The reply should consist of the full listing, repeated word for word.

----

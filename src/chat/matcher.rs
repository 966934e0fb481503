use serde::Serialize;
use uuid::Uuid;

use crate::{
    auth::{find_user, User, UserRow, USER_COLUMNS},
    changes::{ChangeEvent, Collection},
    db::{begin_write, Store},
    AppError, AppResult,
};

use super::{
    ledger::push_message,
    model::{Message, NewRoom, Room},
    store::{insert_room, remove_member, RoomStore},
};

/// What happened when a user walked out of their random room.
#[derive(Debug, Clone, Copy, PartialEq, Eq, Serialize)]
#[serde(rename_all = "camelCase")]
pub struct LeaveOutcome {
    pub room_id: Uuid,
    pub room_deleted: bool,
}

/// Pairs unmatched users into throwaway two-person rooms.
///
/// A user holds at most one random room at a time, tracked by the
/// `random_chat_room` column on their user row.
#[derive(Clone)]
pub struct MatchCoordinator {
    store: Store,
    rooms: RoomStore,
}

impl MatchCoordinator {
    pub fn new(store: Store) -> MatchCoordinator {
        let rooms = RoomStore::new(store.clone());
        MatchCoordinator { store, rooms }
    }

    pub async fn request_match(&self, user: Uuid) -> AppResult<Room> {
        let mut tx = begin_write(&self.store.pool).await?;

        let requester = find_user(&mut tx, user)
            .await?
            .ok_or_else(|| AppError::NotFound(format!("user {user} not found")))?;
        if let Some(room) = requester.random_chat_room {
            return Err(AppError::Validation(format!("user {user} is already in random room {room}")));
        }

        let candidate: Option<(String,)> = sqlx::query_as(
            "SELECT id FROM users WHERE random_chat_room IS NULL AND id<>? AND email_verified=1 \
             ORDER BY last_seen DESC LIMIT 1",
        )
        .bind(user.to_string())
        .fetch_optional(&mut *tx)
        .await?;
        let Some((candidate,)) = candidate else {
            return Err(AppError::NotFound("no one is available to match with".to_owned()));
        };
        let candidate = Uuid::parse_str(&candidate)?;

        let room_id = Uuid::now_v7();
        let new = NewRoom { members: vec![user, candidate], ..NewRoom::default() };
        let Some(room) = insert_room(&mut tx, room_id, &new).await? else {
            return Err(AppError::Consistency(format!("random room {room_id} already exists")));
        };

        let stamped = sqlx::query_as::<_, UserRow>(&format!(
            "UPDATE users SET random_chat_room=? WHERE id IN (?,?) AND random_chat_room IS NULL \
             RETURNING {USER_COLUMNS}"
        ))
        .bind(room_id.to_string())
        .bind(user.to_string())
        .bind(candidate.to_string())
        .fetch_all(&mut *tx)
        .await?;
        if stamped.len() != 2 {
            // tx drops here and takes the room insert with it
            return Err(AppError::Consistency(format!(
                "expected to stamp 2 users with room {room_id}, stamped {}",
                stamped.len()
            )));
        }

        let greeting = Message::system(user, "connected");
        let appended = push_message(&mut tx, room_id, &greeting).await?;

        tx.commit().await?;

        tracing::info!(room = %room_id, %user, %candidate, "matched users");
        let mut events = vec![ChangeEvent::insert(Collection::Rooms, room_id, serde_json::to_value(&room)?), appended];
        for row in stamped {
            events.push(User::try_from(row)?.changed(&["randomChatRoom"])?);
        }
        self.store.feed.publish_all(events);

        let mut room = room;
        room.messages.push(greeting);
        Ok(room)
    }

    pub async fn leave(&self, user: Uuid) -> AppResult<LeaveOutcome> {
        let mut tx = begin_write(&self.store.pool).await?;

        let room_id = find_user(&mut tx, user)
            .await?
            .and_then(|u| u.random_chat_room)
            .ok_or_else(|| AppError::NotFound(format!("user {user} has no random room")))?;

        // a stale back-reference still gets cleared, but posts no notice
        let remaining = remove_member(&mut tx, room_id, user).await?;

        let cleared = sqlx::query_as::<_, UserRow>(&format!(
            "UPDATE users SET random_chat_room=NULL WHERE id=? RETURNING {USER_COLUMNS}"
        ))
        .bind(user.to_string())
        .fetch_one(&mut *tx)
        .await?;

        let mut events = vec![User::try_from(cleared)?.changed(&["randomChatRoom"])?];
        if let Some(members) = &remaining {
            events.push(ChangeEvent::update(
                Collection::Rooms,
                room_id,
                serde_json::Map::from_iter([("members".to_owned(), serde_json::to_value(members)?)]),
            ));
            events.push(push_message(&mut tx, room_id, &Message::system(user, "left")).await?);
        }

        tx.commit().await?;
        self.store.feed.publish_all(events);

        let room_deleted = match &remaining {
            Some(_) => self.rooms.delete_if_empty(room_id).await? > 0,
            None => false,
        };

        tracing::info!(room = %room_id, %user, was_member = remaining.is_some(), room_deleted, "left random room");
        Ok(LeaveOutcome { room_id, room_deleted })
    }
}

#[cfg(test)]
mod tests {
    use time::{Duration, OffsetDateTime};

    use super::*;
    use crate::{
        auth::{NewUser, UserDirectory},
        db,
    };

    async fn setup() -> (UserDirectory, MatchCoordinator) {
        let store = db::in_memory(64).await.unwrap();
        (UserDirectory::new(store.clone()), MatchCoordinator::new(store))
    }

    #[tokio::test]
    async fn unverified_users_are_never_matched() {
        let (users, matcher) = setup().await;
        let x = users.register(NewUser::new("x@uq.edu.au").verified()).await.unwrap();
        users.register(NewUser::new("y@uq.edu.au")).await.unwrap();

        let err = matcher.request_match(x.id).await.unwrap_err();
        assert!(matches!(err, AppError::NotFound(_)));
    }

    #[tokio::test]
    async fn match_announces_itself_with_a_system_message() {
        let (users, matcher) = setup().await;
        let now = OffsetDateTime::now_utc();
        let x = users.register(NewUser::new("x@uq.edu.au").verified()).await.unwrap();
        let y = users
            .register(NewUser::new("y@uq.edu.au").verified().last_seen(now - Duration::minutes(1)))
            .await
            .unwrap();

        let room = matcher.request_match(x.id).await.unwrap();
        assert!(!room.is_group);
        assert_eq!(room.members, vec![x.id, y.id]);
        assert_eq!(room.messages.len(), 1);
        assert!(room.messages[0].is_system());
        assert_eq!(room.messages[0].author, x.id);

        let err = matcher.request_match(x.id).await.unwrap_err();
        assert!(matches!(err, AppError::Validation(_)));
    }

    #[tokio::test]
    async fn stale_room_reference_is_cleared_without_a_notice() {
        let store = db::in_memory(64).await.unwrap();
        let users = UserDirectory::new(store.clone());
        let rooms = RoomStore::new(store.clone());
        let matcher = MatchCoordinator::new(store.clone());

        let a = users.register(NewUser::new("a@uq.edu.au").verified()).await.unwrap();
        let b = users.register(NewUser::new("b@uq.edu.au").verified()).await.unwrap();
        let c = users.register(NewUser::new("c@uq.edu.au").verified()).await.unwrap();
        let room = rooms.create(NewRoom::direct(a.id, b.id)).await.unwrap();

        sqlx::query("UPDATE users SET random_chat_room=? WHERE id=?")
            .bind(room.id.to_string())
            .bind(c.id.to_string())
            .execute(&store.pool)
            .await
            .unwrap();

        let outcome = matcher.leave(c.id).await.unwrap();
        assert_eq!(outcome, LeaveOutcome { room_id: room.id, room_deleted: false });

        let room = rooms.fetch(room.id).await.unwrap();
        assert_eq!(room.members, vec![a.id, b.id]);
        assert!(room.messages.is_empty());
        assert_eq!(users.lookup_by_id(c.id).await.unwrap().random_chat_room, None);
    }

    #[tokio::test]
    async fn leaving_without_a_room_is_not_found() {
        let (users, matcher) = setup().await;
        let x = users.register(NewUser::new("x@uq.edu.au").verified()).await.unwrap();

        let err = matcher.leave(x.id).await.unwrap_err();
        assert!(matches!(err, AppError::NotFound(_)));
    }
}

----

• SOLUTION TO THIS PROBLEM
filename src/chat/matcher.rs
repository 966934e0fb481503
use serde::Serialize;
use uuid::Uuid;

use crate::{
    auth::{find_user, User, UserRow, USER_COLUMNS},
    changes::{ChangeEvent, Collection},
    db::{begin_write, Store},
    AppError, AppResult,
};

use super::{
    ledger::push_message,
    model::{Message, NewRoom, Room},
    store::{insert_room, remove_member, RoomStore},
};

/// What happened when a user walked out of their random room.
#[derive(Debug, Clone, Copy, PartialEq, Eq, Serialize)]
#[serde(rename_all = "camelCase")]
pub struct LeaveOutcome {
    pub room_id: Uuid,
    pub room_deleted: bool,
}

/// Pairs unmatched users into throwaway two-person rooms.
///
/// A user holds at most one random room at a time, tracked by the
/// `random_chat_room` column on their user row.
#[derive(Clone)]
pub struct MatchCoordinator {
    store: Store,
    rooms: RoomStore,
}

impl MatchCoordinator {
    pub fn new(store: Store) -> MatchCoordinator {
        let rooms = RoomStore::new(store.clone());
        MatchCoordinator { store, rooms }
    }

    pub async fn request_match(&self, user: Uuid) -> AppResult<Room> {
        let mut tx = begin_write(&self.store.pool).await?;

        let requester = find_user(&mut tx, user)
            .await?
            .ok_or_else(|| AppError::NotFound(format!("user {user} not found")))?;
        if let Some(room) = requester.random_chat_room {
            return Err(AppError::Validation(format!("user {user} is already in random room {room}")));
        }

        let candidate: Option<(String,)> = sqlx::query_as(
            "SELECT id FROM users WHERE random_chat_room IS NULL AND id<>? AND email_verified=1 \
             ORDER BY last_seen DESC LIMIT 1",
        )
        .bind(user.to_string())
        .fetch_optional(&mut *tx)
        .await?;
        let Some((candidate,)) = candidate else {
            return Err(AppError::NotFound("no one is available to match with".to_owned()));
        };
        let candidate = Uuid::parse_str(&candidate)?;

        let room_id = Uuid::now_v7();
        let new = NewRoom { members: vec![user, candidate], ..NewRoom::default() };
        let Some(room) = insert_room(&mut tx, room_id, &new).await? else {
            return Err(AppError::Consistency(format!("random room {room_id} already exists")));
        };

        let stamped = sqlx::query_as::<_, UserRow>(&format!(
            "UPDATE users SET random_chat_room=? WHERE id IN (?,?) AND random_chat_room IS NULL \
             RETURNING {USER_COLUMNS}"
        ))
        .bind(room_id.to_string())
        .bind(user.to_string())
        .bind(candidate.to_string())
        .fetch_all(&mut *tx)
        .await?;
        if stamped.len() != 2 {
            // tx drops here and takes the room insert with it
            return Err(AppError::Consistency(format!(
                "expected to stamp 2 users with room {room_id}, stamped {}",
                stamped.len()
            )));
        }

        let greeting = Message::system(user, "connected");
        let appended = push_message(&mut tx, room_id, &greeting).await?;

        tx.commit().await?;

        tracing::info!(room = %room_id, %user, %candidate, "matched users");
        let mut events = vec![ChangeEvent::insert(Collection::Rooms, room_id, serde_json::to_value(&room)?), appended];
        for row in stamped {
            events.push(User::try_from(row)?.changed(&["randomChatRoom"])?);
        }
        self.store.feed.publish_all(events);

        let mut room = room;
        room.messages.push(greeting);
        Ok(room)
    }

    pub async fn leave(&self, user: Uuid) -> AppResult<LeaveOutcome> {
        let mut tx = begin_write(&self.store.pool).await?;

        let room_id = find_user(&mut tx, user)
            .await?
            .and_then(|u| u.random_chat_room)
            .ok_or_else(|| AppError::NotFound(format!("user {user} has no random room")))?;

        // a stale back-reference still gets cleared, but posts no notice
        let remaining = remove_member(&mut tx, room_id, user).await?;

        let cleared = sqlx::query_as::<_, UserRow>(&format!(
            "UPDATE users SET random_chat_room=NULL WHERE id=? RETURNING {USER_COLUMNS}"
        ))
        .bind(user.to_string())
        .fetch_one(&mut *tx)
        .await?;

        let mut events = vec![User::try_from(cleared)?.changed(&["randomChatRoom"])?];
        if let Some(members) = &remaining {
            events.push(ChangeEvent::update(
                Collection::Rooms,
                room_id,
                serde_json::Map::from_iter([("members".to_owned(), serde_json::to_value(members)?)]),
            ));
            events.push(push_message(&mut tx, room_id, &Message::system(user, "left")).await?);
        }

        tx.commit().await?;
        self.store.feed.publish_all(events);

        let room_deleted = match &remaining {
            Some(_) => self.rooms.delete_if_empty(room_id).await? > 0,
            None => false,
        };

        tracing::info!(room = %room_id, %user, was_member = remaining.is_some(), room_deleted, "left random room");
        Ok(LeaveOutcome { room_id, room_deleted })
    }
}

#[cfg(test)]
mod tests {
    use time::{Duration, OffsetDateTime};

    use super::*;
    use crate::{
        auth::{NewUser, UserDirectory},
        db,
    };

    async fn setup() -> (UserDirectory, MatchCoordinator) {
        let store = db::in_memory(64).await.unwrap();
        (UserDirectory::new(store.clone()), MatchCoordinator::new(store))
    }

    #[tokio::test]
    async fn unverified_users_are_never_matched() {
        let (users, matcher) = setup().await;
        let x = users.register(NewUser::new("x@uq.edu.au").verified()).await.unwrap();
        users.register(NewUser::new("y@uq.edu.au")).await.unwrap();

        let err = matcher.request_match(x.id).await.unwrap_err();
        assert!(matches!(err, AppError::NotFound(_)));
    }

    #[tokio::test]
    async fn match_announces_itself_with_a_system_message() {
        let (users, matcher) = setup().await;
        let now = OffsetDateTime::now_utc();
        let x = users.register(NewUser::new("x@uq.edu.au").verified()).await.unwrap();
        let y = users
            .register(NewUser::new("y@uq.edu.au").verified().last_seen(now - Duration::minutes(1)))
            .await
            .unwrap();

        let room = matcher.request_match(x.id).await.unwrap();
        assert!(!room.is_group);
        assert_eq!(room.members, vec![x.id, y.id]);
        assert_eq!(room.messages.len(), 1);
        assert!(room.messages[0].is_system());
        assert_eq!(room.messages[0].author, x.id);

        let err = matcher.request_match(x.id).await.unwrap_err();
        assert!(matches!(err, AppError::Validation(_)));
    }

    #[tokio::test]
    async fn stale_room_reference_is_cleared_without_a_notice() {
        let store = db::in_memory(64).await.unwrap();
        let users = UserDirectory::new(store.clone());
        let rooms = RoomStore::new(store.clone());
        let matcher = MatchCoordinator::new(store.clone());

        let a = users.register(NewUser::new("a@uq.edu.au").verified()).await.unwrap();
        let b = users.register(NewUser::new("b@uq.edu.au").verified()).await.unwrap();
        let c = users.register(NewUser::new("c@uq.edu.au").verified()).await.unwrap();
        let room = rooms.create(NewRoom::direct(a.id, b.id)).await.unwrap();

        sqlx::query("UPDATE users SET random_chat_room=? WHERE id=?")
            .bind(room.id.to_string())
            .bind(c.id.to_string())
            .execute(&store.pool)
            .await
            .unwrap();

        let outcome = matcher.leave(c.id).await.unwrap();
        assert_eq!(outcome, LeaveOutcome { room_id: room.id, room_deleted: false });

        let room = rooms.fetch(room.id).await.unwrap();
        assert_eq!(room.members, vec![a.id, b.id]);
        assert!(room.messages.is_empty());
        assert_eq!(users.lookup_by_id(c.id).await.unwrap().random_chat_room, None);
    }

    #[tokio::test]
    async fn leaving_without_a_room_is_not_found() {
        let (users, matcher) = setup().await;
        let x = users.register(NewUser::new("x@uq.edu.au").verified()).await.unwrap();

        let err = matcher.leave(x.id).await.unwrap_err();
        assert!(matches!(err, AppError::NotFound(_)));
    }
}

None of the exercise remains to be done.